Have the Blackhets that already have this exploit offered you that?
No, but keeping the script kiddies & uneducated but resourceful terrorist.
Godwins Law, but now on terrorists?
http://en.wikipedia.org/wiki/Godwin_Law
Publish just 2 days & the attacks are on. Maybe I was right, hmmm?
I'll grant, there is a much higher chance these are script kiddies criminals, and not the, bring on the apocalypse, terrorist. But there is more than a fair chance, these attackers are armed with metasploit's published code.
Egotism putting many of us at risk. So now someone will rush out some, not completely vetted fix. That may or may not leave our backsides exposed through some other avenue.
So What
The fact is the cat is out of the bag, anyone with a modicum of skills can create a similar exploit in a couple hours or even less, and could have done so since at least three days ago when Halvar posted his initial conjecture (ok maybe 1-2 days if you are a pessimist/optimist).
Regardless of what you think about that (I am pretty ambivalent about it, unless you think Halvar is smarter then every blackhat), there is no real harm in it.
As I said, this exploit has been already seen in the wild, the code is out there, if anything this just further illustrates the need to patch your systems. people who are going to exploit this are either already doing so or are preparing to do so very shortly, and with the money at stake for successfully exploiting this you can bet they aren't waiting around for some public exploit code to be released when its so easy to roll their own.
P.S. Ryan, Stop being such a hate monger about this and making it look like the security community is full of petty infighting, Tom apologized for his (I believe) honest mistake. Matasano isn't exactly a no name outfit trying to garner publicity for themselves. I'm sure Kaminsky is pretty upset, to put it mildly, but in the end mistakes happen, lets all grow up. Hell I could even defend Halvar talking about the bug by saying that security through obscurity ain't the best. This just sped up peoples patch cycles a bit, it's not the end of the world.
AGREED, and it gives you test code....
I feel bad for Dam Kaminsky as this kind of "rains of his parade" when it comes to his presentation.

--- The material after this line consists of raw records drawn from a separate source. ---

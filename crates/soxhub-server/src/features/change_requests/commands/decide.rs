//! Decide change request command
//!
//! Approval and rejection share one handler. The whole decision runs in a
//! single transaction with the request row locked, so two concurrent
//! decisions on one request serialize and the loser observes the decided
//! status. Approval applies the proposed changes to the target control and
//! appends the version history entry before marking the request; rejection
//! only marks the request.

use mediator::Request;
use serde::{Deserialize, Serialize};
use sqlx::PgPool;
use uuid::Uuid;

use crate::features::change_requests::models::{
    fetch_request_for_update, ChangeRequestRecord, ChangeRequestResponse, CHANGE_REQUEST_COLUMNS,
};
use crate::features::controls::changes::apply_changes;
use crate::features::controls::commands::update::write_control;
use crate::features::controls::models::fetch_control_for_update;
use crate::history::{append_entry, NewVersionEntry};
use soxhub_common::types::{ControlChanges, Role};

/// The two possible decisions on a pending change request
#[derive(Debug, Clone, Copy, PartialEq, Eq, Serialize, Deserialize)]
#[serde(rename_all = "lowercase")]
pub enum Decision {
    Approve,
    Reject,
}

impl Decision {
    /// The request status this decision results in
    pub fn as_status(&self) -> &'static str {
        match self {
            Decision::Approve => "approved",
            Decision::Reject => "rejected",
        }
    }
}

/// Command to approve or reject a pending change request
#[derive(Debug, Clone, Serialize, Deserialize)]
pub struct DecideChangeRequestCommand {
    /// Target request, taken from the request path
    pub request_id: Uuid,

    pub decision: Decision,

    /// Optional note from the reviewer
    #[serde(skip_serializing_if = "Option::is_none")]
    pub comment: Option<String>,

    /// Reviewing user, taken from the request headers
    #[serde(skip)]
    pub reviewer_id: Option<Uuid>,
}

/// Errors that can occur when deciding a change request
#[derive(Debug, thiserror::Error)]
pub enum DecideChangeRequestError {
    #[error("Reviewer identity is required")]
    ReviewerRequired,

    #[error("Change request '{0}' not found")]
    NotFound(Uuid),

    #[error("Change request '{id}' was already {status}")]
    AlreadyDecided { id: Uuid, status: String },

    #[error("Reviewer '{0}' does not exist")]
    ReviewerNotFound(Uuid),

    #[error("Reviewer '{0}' is not an active admin")]
    ReviewerNotAdmin(Uuid),

    #[error("Control '{0}' referenced by the request is missing")]
    ControlMissing(Uuid),

    #[error("Proposed owner '{0}' does not exist")]
    OwnerNotFound(Uuid),

    #[error("Stored change set could not be decoded: {0}")]
    Decode(#[from] serde_json::Error),

    #[error("Database error: {0}")]
    Database(#[from] sqlx::Error),
}

impl Request<Result<ChangeRequestResponse, DecideChangeRequestError>>
    for DecideChangeRequestCommand
{
}

impl crate::cqrs::middleware::Command for DecideChangeRequestCommand {}

impl DecideChangeRequestCommand {
    /// Validates the command parameters
    #[tracing::instrument(skip(self), fields(request_id = %self.request_id, decision = ?self.decision))]
    pub fn validate(&self) -> Result<(), DecideChangeRequestError> {
        if self.reviewer_id.is_none() {
            return Err(DecideChangeRequestError::ReviewerRequired);
        }
        Ok(())
    }
}

/// Handler function for change request decisions
///
/// # Errors
///
/// - Conflict if the request was already decided
/// - Authorization error if the reviewer is not an active admin
/// - Not-found errors for unknown requests
#[tracing::instrument(
    skip(pool, command),
    fields(request_id = %command.request_id, decision = ?command.decision)
)]
pub async fn handle(
    pool: PgPool,
    command: DecideChangeRequestCommand,
) -> Result<ChangeRequestResponse, DecideChangeRequestError> {
    command.validate()?;

    let reviewer_id = command
        .reviewer_id
        .ok_or(DecideChangeRequestError::ReviewerRequired)?;

    let mut tx = pool.begin().await?;

    // Lock the request row; a concurrent decision waits here and then
    // sees the updated status
    let request = fetch_request_for_update(&mut tx, command.request_id)
        .await?
        .ok_or(DecideChangeRequestError::NotFound(command.request_id))?;

    if request.status != "pending" {
        return Err(DecideChangeRequestError::AlreadyDecided {
            id: request.id,
            status: request.status,
        });
    }

    verify_reviewer(&mut tx, reviewer_id).await?;

    if command.decision == Decision::Approve {
        apply_request(&mut tx, &request, reviewer_id).await?;
    }

    let sql = format!(
        r#"
        UPDATE change_requests
        SET status = $1, reviewer_id = $2, reviewed_at = NOW(), review_comment = $3
        WHERE id = $4
        RETURNING {}
        "#,
        CHANGE_REQUEST_COLUMNS
    );

    let request = sqlx::query_as::<_, ChangeRequestRecord>(&sql)
        .bind(command.decision.as_status())
        .bind(reviewer_id)
        .bind(command.comment.as_deref())
        .bind(command.request_id)
        .fetch_one(&mut *tx)
        .await?;

    tx.commit().await?;

    tracing::info!(
        request_id = %request.id,
        control_id = %request.control_id,
        status = %request.status,
        reviewer_id = %reviewer_id,
        "Change request decided"
    );

    Ok(ChangeRequestResponse::from(request))
}

/// Verify the reviewer exists, is active, and holds the admin role
async fn verify_reviewer(
    tx: &mut sqlx::Transaction<'_, sqlx::Postgres>,
    reviewer_id: Uuid,
) -> Result<(), DecideChangeRequestError> {
    let reviewer = sqlx::query_as::<_, (Vec<String>, bool)>(
        "SELECT roles, active FROM users WHERE id = $1",
    )
    .bind(reviewer_id)
    .fetch_optional(&mut **tx)
    .await?
    .ok_or(DecideChangeRequestError::ReviewerNotFound(reviewer_id))?;

    let (roles, active) = reviewer;
    if !active || !roles.iter().any(|r| r == Role::Admin.as_str()) {
        return Err(DecideChangeRequestError::ReviewerNotAdmin(reviewer_id));
    }

    Ok(())
}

But the fact of the matter is that it was already making the rounds before HD and Metasploit published it.
true but,
Follow the hypocratic oath do no harm. If you think that it's possible an exploit could be harmful - contact the company (duh statement). If it had been said there is a FIX ON THE WAY, then shut up and try doing something productive - posting conjectures that could very potentially speed up the exploit being implemented most of the time doesn't help - it just gives virus makers (script kiddies too) a brand new target - and there's a hell of a lot more of them then there are people working to fix the exploits in the first place.
Yes mistakes happen, but these weren't just honest mistakes, they were ego getting in the way of common sense. And just letting them off with mistakes are made then it will happen again. Nobody will say "Oh, there are serious consequences to my actions, I think I'll tell people about this exploit that does causes the user to try and shove they're nose in people's ears."
The fact is that the people that openly made conjectures (a good thing in general) about something that was said to have a fix on the way, just because they had to know what it is. Sounds childish to me "I want to know, I want to know, I want to know!!!!!" <stomping feet on the ground>
Growing up includes using some common sense, which should have convinced them to act more responsibly.
RE: Attack code published for DNS flaw
For those of you..
Just plain dumb
I would love to see theses people start to get sued for there irresponsible and criminal actions.